The answer is the line that contains "filename src/io/mod.rs" followed by every later line of the entries below, each repeated exactly, and nothing else.
○ ○ ○ ○ ○
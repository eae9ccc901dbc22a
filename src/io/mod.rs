// Purpose - platform audio output

pub mod output;

pub use output::{ContextState, OutputContext, OutputError};
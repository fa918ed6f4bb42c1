use anyhow::Result;
use roster::cli::{self, telemetry};

#[tokio::main]
async fn main() -> Result<()> {
    let action = cli::start()?;

    let result = action.execute().await;

    telemetry::shutdown_tracer();

    result
}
○ ○ ○ ○ ○
→ **Solution below**
filename src/io/mod.rs
// Purpose - platform audio output

pub mod output;

pub use output::{ContextState, OutputContext, OutputError};
repository fa918ed6f4bb42c1
use anyhow::Result;
use roster::cli::{self, telemetry};

#[tokio::main]
async fn main() -> Result<()> {
    let action = cli::start()?;

    let result = action.execute().await;

    telemetry::shutdown_tracer();

    result
}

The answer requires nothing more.